■ TASK DESCRIPTION: For every line in the records that has the word "secs", make a copy.

■ Saved data entries:
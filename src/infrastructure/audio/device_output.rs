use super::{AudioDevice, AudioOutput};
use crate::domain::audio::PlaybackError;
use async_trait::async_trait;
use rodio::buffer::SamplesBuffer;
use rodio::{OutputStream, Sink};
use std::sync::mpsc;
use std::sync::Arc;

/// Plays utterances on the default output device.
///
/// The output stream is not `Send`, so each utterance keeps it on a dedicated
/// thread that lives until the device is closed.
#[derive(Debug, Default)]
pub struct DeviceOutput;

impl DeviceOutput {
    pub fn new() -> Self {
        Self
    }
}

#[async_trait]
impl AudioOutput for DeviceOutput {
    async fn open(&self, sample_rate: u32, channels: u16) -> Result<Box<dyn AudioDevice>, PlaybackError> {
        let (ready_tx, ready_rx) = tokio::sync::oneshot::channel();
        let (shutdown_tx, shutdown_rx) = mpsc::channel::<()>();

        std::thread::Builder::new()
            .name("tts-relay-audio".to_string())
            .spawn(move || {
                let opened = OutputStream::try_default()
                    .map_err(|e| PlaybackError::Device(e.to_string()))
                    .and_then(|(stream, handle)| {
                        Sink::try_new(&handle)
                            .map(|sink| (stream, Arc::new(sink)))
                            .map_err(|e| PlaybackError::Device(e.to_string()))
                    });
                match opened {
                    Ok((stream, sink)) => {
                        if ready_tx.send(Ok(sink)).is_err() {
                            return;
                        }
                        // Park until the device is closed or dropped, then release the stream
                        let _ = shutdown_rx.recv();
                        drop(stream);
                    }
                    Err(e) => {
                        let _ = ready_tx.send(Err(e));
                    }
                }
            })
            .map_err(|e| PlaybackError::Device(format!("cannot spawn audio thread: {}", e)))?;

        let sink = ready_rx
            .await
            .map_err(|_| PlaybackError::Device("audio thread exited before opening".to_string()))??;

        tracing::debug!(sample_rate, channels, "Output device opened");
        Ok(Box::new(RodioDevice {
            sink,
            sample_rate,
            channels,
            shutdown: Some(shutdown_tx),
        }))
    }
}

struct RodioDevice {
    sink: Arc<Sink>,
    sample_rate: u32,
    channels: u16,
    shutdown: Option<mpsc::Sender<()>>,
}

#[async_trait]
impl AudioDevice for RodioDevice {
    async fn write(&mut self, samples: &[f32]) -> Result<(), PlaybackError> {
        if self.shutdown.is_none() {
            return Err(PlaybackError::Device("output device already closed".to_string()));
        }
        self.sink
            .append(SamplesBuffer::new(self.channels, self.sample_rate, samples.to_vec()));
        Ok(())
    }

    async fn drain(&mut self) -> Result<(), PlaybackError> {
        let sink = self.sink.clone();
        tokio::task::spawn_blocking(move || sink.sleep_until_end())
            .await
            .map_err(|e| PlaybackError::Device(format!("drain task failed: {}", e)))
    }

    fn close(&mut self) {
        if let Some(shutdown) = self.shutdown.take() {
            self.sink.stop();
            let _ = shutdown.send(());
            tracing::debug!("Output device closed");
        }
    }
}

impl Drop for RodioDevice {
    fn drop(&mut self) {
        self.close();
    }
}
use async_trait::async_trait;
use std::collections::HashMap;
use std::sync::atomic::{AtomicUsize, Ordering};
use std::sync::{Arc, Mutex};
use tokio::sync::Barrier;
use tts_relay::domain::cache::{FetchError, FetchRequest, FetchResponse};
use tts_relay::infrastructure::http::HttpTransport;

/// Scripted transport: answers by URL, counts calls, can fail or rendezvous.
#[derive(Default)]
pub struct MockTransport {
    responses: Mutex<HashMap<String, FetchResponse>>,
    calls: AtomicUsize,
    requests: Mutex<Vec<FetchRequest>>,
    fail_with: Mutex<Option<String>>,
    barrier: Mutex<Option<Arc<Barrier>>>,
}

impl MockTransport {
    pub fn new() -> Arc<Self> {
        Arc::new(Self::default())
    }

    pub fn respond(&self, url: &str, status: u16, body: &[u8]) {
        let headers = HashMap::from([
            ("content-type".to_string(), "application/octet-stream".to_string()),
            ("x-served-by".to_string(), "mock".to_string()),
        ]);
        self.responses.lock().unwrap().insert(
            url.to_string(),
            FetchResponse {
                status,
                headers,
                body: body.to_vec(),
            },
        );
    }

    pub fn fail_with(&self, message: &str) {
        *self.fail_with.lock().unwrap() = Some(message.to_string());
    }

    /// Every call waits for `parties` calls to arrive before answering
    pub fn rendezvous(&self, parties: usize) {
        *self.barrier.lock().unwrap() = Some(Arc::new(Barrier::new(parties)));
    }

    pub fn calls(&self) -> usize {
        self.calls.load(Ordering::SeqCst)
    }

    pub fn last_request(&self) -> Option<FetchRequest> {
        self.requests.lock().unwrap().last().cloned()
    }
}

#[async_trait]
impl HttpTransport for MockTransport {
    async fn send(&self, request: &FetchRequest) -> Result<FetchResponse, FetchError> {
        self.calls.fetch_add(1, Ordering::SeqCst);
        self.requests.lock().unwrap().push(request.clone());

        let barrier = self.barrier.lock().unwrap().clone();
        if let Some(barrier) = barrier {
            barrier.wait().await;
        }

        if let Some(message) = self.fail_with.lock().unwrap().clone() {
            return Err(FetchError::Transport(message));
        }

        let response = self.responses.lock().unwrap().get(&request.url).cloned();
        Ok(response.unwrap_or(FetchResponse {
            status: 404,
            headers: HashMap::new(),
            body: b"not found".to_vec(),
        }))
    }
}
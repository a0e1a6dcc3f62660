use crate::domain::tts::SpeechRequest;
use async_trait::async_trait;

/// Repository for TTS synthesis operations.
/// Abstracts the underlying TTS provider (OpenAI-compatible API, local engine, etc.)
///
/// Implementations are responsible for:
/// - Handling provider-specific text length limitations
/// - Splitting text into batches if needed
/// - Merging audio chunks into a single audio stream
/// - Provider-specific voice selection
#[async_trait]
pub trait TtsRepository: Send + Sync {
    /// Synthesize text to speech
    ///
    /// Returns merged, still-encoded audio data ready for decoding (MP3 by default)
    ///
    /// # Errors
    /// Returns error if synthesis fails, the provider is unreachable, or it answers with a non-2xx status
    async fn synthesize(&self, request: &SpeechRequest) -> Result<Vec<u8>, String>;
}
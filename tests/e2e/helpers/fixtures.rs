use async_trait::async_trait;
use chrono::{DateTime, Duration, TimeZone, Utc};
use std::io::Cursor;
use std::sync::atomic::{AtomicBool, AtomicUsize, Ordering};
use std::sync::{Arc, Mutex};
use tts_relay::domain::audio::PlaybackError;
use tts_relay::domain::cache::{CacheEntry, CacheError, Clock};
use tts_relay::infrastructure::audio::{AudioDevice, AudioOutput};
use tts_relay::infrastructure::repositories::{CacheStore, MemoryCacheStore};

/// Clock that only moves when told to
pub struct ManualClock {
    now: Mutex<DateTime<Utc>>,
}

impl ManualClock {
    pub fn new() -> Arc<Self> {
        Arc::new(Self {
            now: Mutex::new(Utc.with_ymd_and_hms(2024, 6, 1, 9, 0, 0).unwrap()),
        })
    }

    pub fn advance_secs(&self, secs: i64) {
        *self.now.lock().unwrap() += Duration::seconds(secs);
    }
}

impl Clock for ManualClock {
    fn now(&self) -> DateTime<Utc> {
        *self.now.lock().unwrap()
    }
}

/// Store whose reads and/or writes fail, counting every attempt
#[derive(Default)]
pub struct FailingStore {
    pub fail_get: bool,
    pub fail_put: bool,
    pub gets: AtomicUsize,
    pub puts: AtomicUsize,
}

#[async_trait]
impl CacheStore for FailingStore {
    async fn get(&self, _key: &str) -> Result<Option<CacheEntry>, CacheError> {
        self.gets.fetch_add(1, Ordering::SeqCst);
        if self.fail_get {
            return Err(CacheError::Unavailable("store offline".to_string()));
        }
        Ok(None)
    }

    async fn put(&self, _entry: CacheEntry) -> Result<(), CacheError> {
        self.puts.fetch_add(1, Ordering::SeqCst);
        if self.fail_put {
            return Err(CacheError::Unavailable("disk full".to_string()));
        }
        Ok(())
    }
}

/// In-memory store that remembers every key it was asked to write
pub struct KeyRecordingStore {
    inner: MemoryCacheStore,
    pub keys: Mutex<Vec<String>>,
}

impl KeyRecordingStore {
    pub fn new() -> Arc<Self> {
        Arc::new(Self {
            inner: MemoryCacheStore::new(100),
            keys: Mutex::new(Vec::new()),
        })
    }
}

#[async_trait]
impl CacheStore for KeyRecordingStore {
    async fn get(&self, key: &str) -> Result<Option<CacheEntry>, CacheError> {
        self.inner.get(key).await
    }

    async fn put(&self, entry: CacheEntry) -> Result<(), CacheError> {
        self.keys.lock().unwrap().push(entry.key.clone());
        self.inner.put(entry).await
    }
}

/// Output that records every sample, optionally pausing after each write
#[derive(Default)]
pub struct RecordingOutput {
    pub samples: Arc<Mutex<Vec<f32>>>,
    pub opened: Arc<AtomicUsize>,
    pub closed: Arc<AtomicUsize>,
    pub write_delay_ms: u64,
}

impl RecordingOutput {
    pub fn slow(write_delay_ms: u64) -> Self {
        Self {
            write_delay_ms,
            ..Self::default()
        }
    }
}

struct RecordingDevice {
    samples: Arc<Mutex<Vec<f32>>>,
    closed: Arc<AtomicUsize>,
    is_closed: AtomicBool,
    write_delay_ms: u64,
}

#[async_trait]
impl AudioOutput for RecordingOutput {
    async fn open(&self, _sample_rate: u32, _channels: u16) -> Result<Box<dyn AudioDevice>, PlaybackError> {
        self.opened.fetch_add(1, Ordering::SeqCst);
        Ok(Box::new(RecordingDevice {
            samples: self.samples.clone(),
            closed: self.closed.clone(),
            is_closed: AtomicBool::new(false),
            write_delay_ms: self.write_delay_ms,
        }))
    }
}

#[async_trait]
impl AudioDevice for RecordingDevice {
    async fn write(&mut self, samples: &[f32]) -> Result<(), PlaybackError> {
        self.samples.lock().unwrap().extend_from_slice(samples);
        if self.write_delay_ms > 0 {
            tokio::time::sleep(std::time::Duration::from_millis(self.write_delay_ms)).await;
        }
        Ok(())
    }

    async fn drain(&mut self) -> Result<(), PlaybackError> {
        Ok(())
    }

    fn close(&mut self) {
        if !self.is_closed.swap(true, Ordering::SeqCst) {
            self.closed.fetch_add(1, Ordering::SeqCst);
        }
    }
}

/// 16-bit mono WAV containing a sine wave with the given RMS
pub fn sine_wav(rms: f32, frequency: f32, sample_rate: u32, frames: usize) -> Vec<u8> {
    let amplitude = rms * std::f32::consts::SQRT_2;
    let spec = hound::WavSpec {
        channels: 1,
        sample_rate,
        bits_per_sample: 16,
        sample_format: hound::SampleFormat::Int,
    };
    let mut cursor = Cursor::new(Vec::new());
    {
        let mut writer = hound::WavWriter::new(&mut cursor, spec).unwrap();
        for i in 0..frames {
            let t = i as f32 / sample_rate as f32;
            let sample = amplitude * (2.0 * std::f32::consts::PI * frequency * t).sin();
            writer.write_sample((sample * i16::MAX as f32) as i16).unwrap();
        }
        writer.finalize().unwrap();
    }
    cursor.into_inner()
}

■ YOUR SOLUTION:
    pub fn advance_secs(&self, secs: i64) {
        *self.now.lock().unwrap() += Duration::seconds(secs);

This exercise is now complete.